Сыворотки по заявке поставляет Украинский научно-ис­следовательский институт экспериментальной ветеринарии.

Степень свечения микробных клеток оценивают по четы­рехбалльной системе:

+ + + +—сияющее золостисто-зеленоватое свечение палочек и спор Вас. larvae с ярко выраженными контурами микробных клеток;

+++—яркое зеленоватое свечение палочек и спор с чет­ко выраженными контурами;

+ +—умеренное зеленовато-желтоватое свечение клеток

и спор с отчетливыми контурами;

+—слабое сероватое свечение микробных клеток испор с неясными контурами;

- - клетки незаметны или в виде серых теней. Оценивают степень свечения большинства клеток. В конт­роле с чистой культурой Вас. larvae, окрашенной флуоресци­рующей антиларвейной сывороткой, свечение должно быть (+ + + +); при окраске препаратов, приготовленных из цент, рифугатов мёда антиальвейной флуоресцирующей сыворот­кой, свечение должно быть (+ +) и (+).

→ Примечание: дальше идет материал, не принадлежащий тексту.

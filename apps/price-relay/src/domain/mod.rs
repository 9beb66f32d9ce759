//! Domain Layer - Core price types and business rules.
//!
//! This layer contains the price types, the realtime wire contract and the
//! subscription bookkeeping. No I/O happens here; all types are plain Rust
//! with serialization support.

/// Symbol sets, quotes and snapshots.
pub mod pricing;

/// Realtime channel messages.
pub mod realtime;

/// Realtime client filters and watched symbols.
pub mod subscription;
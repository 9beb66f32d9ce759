//! Backend HTTP price source.

use std::time::Duration;

use async_trait::async_trait;
use reqwest::Client;
use url::Url;

use super::{UpstreamError, endpoint, transport_error};
use crate::application::ports::{FetchError, PriceSourcePort};
use crate::domain::pricing::{PriceSnapshot, SymbolSet};

/// Fetches snapshots from the price backend's `/prices` endpoint.
#[derive(Debug, Clone)]
pub struct HttpPriceSource {
    client: Client,
    prices_url: Url,
    timeout: Duration,
}

impl HttpPriceSource {
    /// Create a source for the backend at `base_url`.
    ///
    /// `timeout` bounds each request at the HTTP client level.
    ///
    /// # Errors
    ///
    /// Returns an error if the URL cannot carry a path or the client fails
    /// to build.
    pub fn new(base_url: &Url, timeout: Duration) -> Result<Self, UpstreamError> {
        let client = Client::builder().timeout(timeout).build()?;
        Ok(Self {
            client,
            prices_url: endpoint(base_url, "prices")?,
            timeout,
        })
    }

    /// Full URL of the prices endpoint.
    #[must_use]
    pub const fn prices_url(&self) -> &Url {
        &self.prices_url
    }
}

#[async_trait]
impl PriceSourcePort for HttpPriceSource {
    async fn fetch_prices(&self, symbols: &SymbolSet) -> Result<PriceSnapshot, FetchError> {
        let response = self
            .client
            .get(self.prices_url.clone())
            .query(&[("symbols", symbols.to_csv())])
            .send()
            .await
            .map_err(|e| transport_error(&e, self.timeout))?;

        let status = response.status();
        if !status.is_success() {
            tracing::debug!(
                url = %self.prices_url,
                status = status.as_u16(),
                "Price backend returned non-success status"
            );
            return Err(FetchError::Upstream {
                status: status.as_u16(),
            });
        }

        let body = response
            .bytes()
            .await
            .map_err(|e| transport_error(&e, self.timeout))?;
        serde_json::from_slice(&body).map_err(|e| FetchError::Decode {
            message: e.to_string(),
        })
    }
}

#[cfg(test)]
mod tests {
    use wiremock::matchers::{method, path, query_param};
    use wiremock::{Mock, MockServer, ResponseTemplate};

    use super::*;

    fn source_for(server: &MockServer) -> HttpPriceSource {
        let base = Url::parse(&server.uri()).unwrap();
        HttpPriceSource::new(&base, Duration::from_secs(2)).unwrap()
    }

    #[tokio::test]
    async fn fetches_snapshot_with_sorted_query() {
        let server = MockServer::start().await;
        Mock::given(method("GET"))
            .and(path("/prices"))
            .and(query_param("symbols", "EUR/USD,GBP/USD"))
            .respond_with(ResponseTemplate::new(200).set_body_json(serde_json::json!({
                "EUR/USD": {"mid_price": 1.09, "ask_price": 1.0901, "bid_price": 1.0899, "timestamp": "2025-01-01T00:00:00Z"},
                "GBP/USD": {"mid_price": 1.27, "ask_price": 1.2701, "bid_price": 1.2699, "timestamp": "2025-01-01T00:00:00Z"}
            })))
            .expect(1)
            .mount(&server)
            .await;

        let symbols = SymbolSet::parse_csv("GBP/USD,EUR/USD").unwrap();
        let snapshot = source_for(&server).fetch_prices(&symbols).await.unwrap();

        assert_eq!(snapshot.len(), 2);
        assert!(snapshot.get("GBP/USD").is_some());
    }

    #[tokio::test]
    async fn non_success_status_is_upstream_error() {
        let server = MockServer::start().await;
        Mock::given(method("GET"))
            .and(path("/prices"))
            .respond_with(ResponseTemplate::new(503).set_body_string("backend down"))
            .mount(&server)
            .await;

        let symbols = SymbolSet::parse_csv("EUR/USD").unwrap();
        let error = source_for(&server).fetch_prices(&symbols).await.unwrap_err();

        assert_eq!(error, FetchError::Upstream { status: 503 });
    }

    #[tokio::test]
    async fn malformed_body_is_decode_error() {
        let server = MockServer::start().await;
        Mock::given(method("GET"))
            .and(path("/prices"))
            .respond_with(ResponseTemplate::new(200).set_body_string("not json"))
            .mount(&server)
            .await;

        let symbols = SymbolSet::parse_csv("EUR/USD").unwrap();
        let error = source_for(&server).fetch_prices(&symbols).await.unwrap_err();

        assert!(matches!(error, FetchError::Decode { .. }));
    }

    #[tokio::test]
    async fn slow_backend_hits_client_timeout() {
        let server = MockServer::start().await;
        Mock::given(method("GET"))
            .and(path("/prices"))
            .respond_with(ResponseTemplate::new(200).set_delay(Duration::from_secs(2)))
            .mount(&server)
            .await;

        let base = Url::parse(&server.uri()).unwrap();
        let source = HttpPriceSource::new(&base, Duration::from_millis(100)).unwrap();
        let symbols = SymbolSet::parse_csv("EUR/USD").unwrap();

        let error = source.fetch_prices(&symbols).await.unwrap_err();
        assert_eq!(error, FetchError::Timeout { after_ms: 100 });
    }
}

Мёд, инфицированный возбудителями гнильцовых болез­ней пчел, после автоклавирования при температуре 120°С в течение 20 мин может быть использован для кормления пчел или его направляют в кондитерскую промышленность.

 

Вопросы для самопроверки

1. Классификация мёда.

2. Материалы, используемые для фальсификации мёда.

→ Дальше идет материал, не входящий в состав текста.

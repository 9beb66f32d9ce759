//! Application Services
//!
//! Services that orchestrate domain logic and coordinate between ports.
//!
//! - `PriceCache`: Coalescing, stale-serving price cache
//! - `PollScheduler`: Periodic refresh driver with start/stop handles
//! - `BackoffPolicy`: Capped exponential backoff for retries and reconnects

pub mod backoff;
pub mod poll_scheduler;
pub mod price_cache;

pub use backoff::{BackoffConfig, BackoffPolicy};
pub use poll_scheduler::{PollConfig, PollHandle, PollScheduler, PollStatus};
pub use price_cache::{CacheStats, CacheSubscription, CacheView, PriceCache, PriceCacheConfig};
//! Upstream Price Sources
//!
//! `PriceSourcePort` adapters over HTTP:
//!
//! - `HttpPriceSource`: `GET {backend}/prices?symbols=A,B` returning a
//!   price snapshot object
//! - `LivePricesFunction`: `POST {functions}/get-live-prices` returning
//!   `{ "prices": { "<symbol>": <number> } }`

mod function;
mod http;

use std::time::Duration;

use url::Url;

use crate::application::ports::FetchError;

pub use function::LivePricesFunction;
pub use http::HttpPriceSource;

/// Error building an upstream client.
#[derive(Debug, thiserror::Error)]
pub enum UpstreamError {
    /// Base URL cannot carry a path.
    #[error("base URL cannot be extended with a path: {0}")]
    InvalidBaseUrl(String),
    /// The HTTP client could not be built.
    #[error("failed to build HTTP client: {0}")]
    Client(#[from] reqwest::Error),
}

/// Append `segment` to the path of `base`, keeping any existing prefix.
pub(crate) fn endpoint(base: &Url, segment: &str) -> Result<Url, UpstreamError> {
    let mut url = base.clone();
    url.path_segments_mut()
        .map_err(|()| UpstreamError::InvalidBaseUrl(base.to_string()))?
        .pop_if_empty()
        .push(segment);
    Ok(url)
}

/// Map a reqwest failure that produced no usable response.
pub(crate) fn transport_error(error: &reqwest::Error, timeout: Duration) -> FetchError {
    if error.is_timeout() {
        FetchError::Timeout {
            after_ms: u64::try_from(timeout.as_millis()).unwrap_or(u64::MAX),
        }
    } else if error.is_decode() {
        FetchError::Decode {
            message: error.to_string(),
        }
    } else {
        FetchError::Transport {
            message: error.to_string(),
        }
    }
}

3. Характеристики искусственного мёда.

4. Основные показатели натурального мёда (влага, кис­лотность, диастаза, примеси и др.).

5. Характеристика подогретого и незрелого мёда.

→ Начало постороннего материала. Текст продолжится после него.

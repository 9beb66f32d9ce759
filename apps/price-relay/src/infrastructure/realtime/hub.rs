//! Realtime Hub
//!
//! Latest-quote store plus broadcast fan-out for realtime clients.
//!
//! # Architecture
//!
//! ```text
//!  publish(symbol, quote) ──► newer than stored? ──► latest snapshot
//!                                    │
//!                                    ▼
//!                          broadcast::Sender<PriceBroadcast>
//!                           │          │          │
//!                        client 1   client 2   client N   (filtered per client)
//! ```
//!
//! Updates are serialized once and shared. A receiver that falls more than
//! `capacity` messages behind skips the missed updates; later updates and the
//! next `init` on reconnect bring it back in line.

use std::sync::Arc;
use std::sync::atomic::{AtomicU64, AtomicUsize, Ordering};

use parking_lot::RwLock;
use tokio::sync::{Notify, broadcast};

use crate::domain::pricing::{PriceQuote, PriceSnapshot};
use crate::domain::realtime::RealtimeMessage;
use crate::domain::subscription::{ClientId, SubscriptionRegistry, WatchChanges};
use crate::infrastructure::metrics;

/// One serialized `update` message.
#[derive(Debug, Clone)]
pub struct PriceBroadcast {
    /// Symbol the update is for.
    pub symbol: Arc<str>,
    /// JSON text of the `update` message.
    pub payload: Arc<str>,
}

/// Shared handle to the hub.
pub type SharedRealtimeHub = Arc<RealtimeHub>;

/// Hub statistics.
#[derive(Debug, Clone, Copy, Default, PartialEq, Eq)]
pub struct RealtimeStats {
    /// Connected clients.
    pub clients: usize,
    /// Clients with an explicit filter.
    pub filtered_clients: usize,
    /// Symbols named by at least one filter.
    pub watched_symbols: usize,
    /// Symbols with a stored quote.
    pub known_symbols: usize,
    /// Updates published since start.
    pub published: u64,
}

/// Latest quotes, client filters and the update channel.
#[derive(Debug)]
pub struct RealtimeHub {
    latest: RwLock<PriceSnapshot>,
    updates_tx: broadcast::Sender<PriceBroadcast>,
    subscriptions: SubscriptionRegistry,
    watch_changed: Notify,
    next_client_id: AtomicU64,
    clients: AtomicUsize,
    published: AtomicU64,
}

impl RealtimeHub {
    /// Create a hub whose update channel buffers `capacity` messages.
    #[must_use]
    pub fn new(capacity: usize) -> Self {
        Self {
            latest: RwLock::new(PriceSnapshot::new()),
            updates_tx: broadcast::channel(capacity.max(1)).0,
            subscriptions: SubscriptionRegistry::new(),
            watch_changed: Notify::new(),
            next_client_id: AtomicU64::new(1),
            clients: AtomicUsize::new(0),
            published: AtomicU64::new(0),
        }
    }

    /// Create a shared hub.
    #[must_use]
    pub fn shared(capacity: usize) -> SharedRealtimeHub {
        Arc::new(Self::new(capacity))
    }

    /// Store `quote` and fan it out if it is newer than the stored quote.
    ///
    /// Returns `true` if the quote was accepted.
    pub fn publish(&self, symbol: &str, quote: PriceQuote) -> bool {
        let message = RealtimeMessage::update(symbol, quote.clone());
        let payload = match serde_json::to_string(&message) {
            Ok(payload) => payload,
            Err(e) => {
                tracing::error!(symbol, error = %e, "Failed to serialize price update");
                return false;
            }
        };

        // Held across the send so a connecting client sees either the quote
        // in its init snapshot or the update on its receiver.
        let mut latest = self.latest.write();
        if !latest.apply_patch(symbol, quote) {
            return false;
        }
        let receivers = self
            .updates_tx
            .send(PriceBroadcast {
                symbol: Arc::from(symbol),
                payload: Arc::from(payload),
            })
            .unwrap_or(0);
        drop(latest);

        self.published.fetch_add(1, Ordering::Relaxed);
        metrics::record_updates_published(1);
        tracing::trace!(symbol, receivers, "Published price update");
        true
    }

    /// Publish every quote of `snapshot`. Returns how many were accepted.
    pub fn publish_snapshot(&self, snapshot: &PriceSnapshot) -> usize {
        snapshot
            .iter()
            .filter(|&(symbol, quote)| self.publish(symbol, quote.clone()))
            .count()
    }

    /// Register a client. The returned connection carries its `init`
    /// snapshot and update receiver, and deregisters on drop.
    #[must_use]
    pub fn connect(self: &Arc<Self>) -> RealtimeConnection {
        let id = self.next_client_id.fetch_add(1, Ordering::Relaxed);

        let latest = self.latest.read();
        let updates = self.updates_tx.subscribe();
        let init = RealtimeMessage::Init {
            prices: latest.clone(),
        };
        drop(latest);

        self.subscriptions.register(id);
        let clients = self.clients.fetch_add(1, Ordering::Relaxed) + 1;
        metrics::set_realtime_clients(clients);
        tracing::debug!(client_id = id, clients, "Realtime client connected");

        RealtimeConnection {
            id,
            hub: Arc::clone(self),
            init: Some(init),
            updates,
        }
    }

    /// Replace a client's filter.
    pub fn subscribe(&self, client: ClientId, symbols: Vec<String>) -> Option<Vec<String>> {
        let changes = self.subscriptions.set_symbols(client, symbols);
        self.on_watch_changes(&changes);
        self.subscriptions.client_symbols(client)
    }

    /// Clear a client's filter.
    pub fn unsubscribe(&self, client: ClientId) {
        let changes = self.subscriptions.clear_symbols(client);
        self.on_watch_changes(&changes);
    }

    fn disconnect(&self, client: ClientId) {
        let changes = self.subscriptions.remove_client(client);
        self.on_watch_changes(&changes);
        let clients = self.clients.fetch_sub(1, Ordering::Relaxed).saturating_sub(1);
        metrics::set_realtime_clients(clients);
        tracing::debug!(client_id = client, clients, "Realtime client disconnected");
    }

    fn on_watch_changes(&self, changes: &WatchChanges) {
        if !changes.is_empty() {
            tracing::debug!(
                added = ?changes.added,
                removed = ?changes.removed,
                "Watched symbols changed"
            );
            self.watch_changed.notify_one();
        }
    }

    /// Whether `client` wants updates for `symbol`.
    #[must_use]
    pub fn wants(&self, client: ClientId, symbol: &str) -> bool {
        self.subscriptions.wants(client, symbol)
    }

    /// Symbols named by at least one client filter.
    #[must_use]
    pub fn watched_symbols(&self) -> Vec<String> {
        self.subscriptions.watched_symbols()
    }

    /// Resolves after the watched set changed since the last call.
    pub async fn watch_changed(&self) {
        self.watch_changed.notified().await;
    }

    /// Latest stored quotes.
    #[must_use]
    pub fn latest(&self) -> PriceSnapshot {
        self.latest.read().clone()
    }

    /// Hub statistics.
    #[must_use]
    pub fn stats(&self) -> RealtimeStats {
        let subscriptions = self.subscriptions.stats();
        RealtimeStats {
            clients: self.clients.load(Ordering::Relaxed),
            filtered_clients: subscriptions.filtered_client_count,
            watched_symbols: subscriptions.symbol_count,
            known_symbols: self.latest.read().len(),
            published: self.published.load(Ordering::Relaxed),
        }
    }
}

/// A registered realtime client.
#[derive(Debug)]
pub struct RealtimeConnection {
    id: ClientId,
    hub: SharedRealtimeHub,
    init: Option<RealtimeMessage>,
    updates: broadcast::Receiver<PriceBroadcast>,
}

impl RealtimeConnection {
    /// Client identifier.
    #[must_use]
    pub const fn id(&self) -> ClientId {
        self.id
    }

    /// The `init` message. Returns `Some` exactly once.
    pub const fn take_init(&mut self) -> Option<RealtimeMessage> {
        self.init.take()
    }

    /// Receive the next update this client wants.
    ///
    /// Returns `None` once the hub is gone.
    pub async fn next_update(&mut self) -> Option<PriceBroadcast> {
        loop {
            match self.updates.recv().await {
                Ok(update) if self.hub.wants(self.id, &update.symbol) => return Some(update),
                Ok(_) => {}
                Err(broadcast::error::RecvError::Lagged(n)) => {
                    tracing::warn!(client_id = self.id, lagged = n, "Realtime client lagged");
                    metrics::record_messages_dropped(n);
                }
                Err(broadcast::error::RecvError::Closed) => return None,
            }
        }
    }

    /// The hub this connection belongs to.
    #[must_use]
    pub const fn hub(&self) -> &SharedRealtimeHub {
        &self.hub
    }
}

impl Drop for RealtimeConnection {
    fn drop(&mut self) {
        self.hub.disconnect(self.id);
    }
}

6. Особенности осадка при кристаллизации мёда.

7. Ветсанэкспертиза мёда.

8. Органолептические методы исследования мёда.

9. Лабораторные методы исследования мёда при подозре­нии на фальсификацию.

10. Ветсаноценка мёда.

ЛИТЕРАТУРА

1. Колоболотский Г. В. Справочник по ветеринарно-санитарной экс­пертизе продуктов на мясо-молочных и пищевых контрольных станциях.— М.: Колос, 1974.—239 с.

2. Правила ветеринарно-санитарной экспертизы меда на мясо-молочных и пищевых контрольных станциях и в ветеринарных лабораториях ГУВМСХ СССР.—М.: Колос, 1979.—12 с.

3. Пчеловодство. Термины и определения. ГОСТ,25629-83.

4. Житенко П. В., Боровков М. В., Макаров В. А. Справочник по ветеринарно-санитарной экспертизе продуктов животноводства.—М.: Колос, 1980.—189 с.

б. Ряховский В. И. Мед, воск, прополис.—Алма-Ата: Кайнар, 1983.— 83 с.

6. Чернигов В. Д. Мед.—Минск: Урожай, 1979.—78 с.

7. Чудаков В. Г Технология продуктов пчеловодства.—М.: Колос, 1979.—49 с.

8. Касаткин В. С. Ветеринарно-санитарная экспертиза меда ГСХИ, Горький, 1985.—29 с.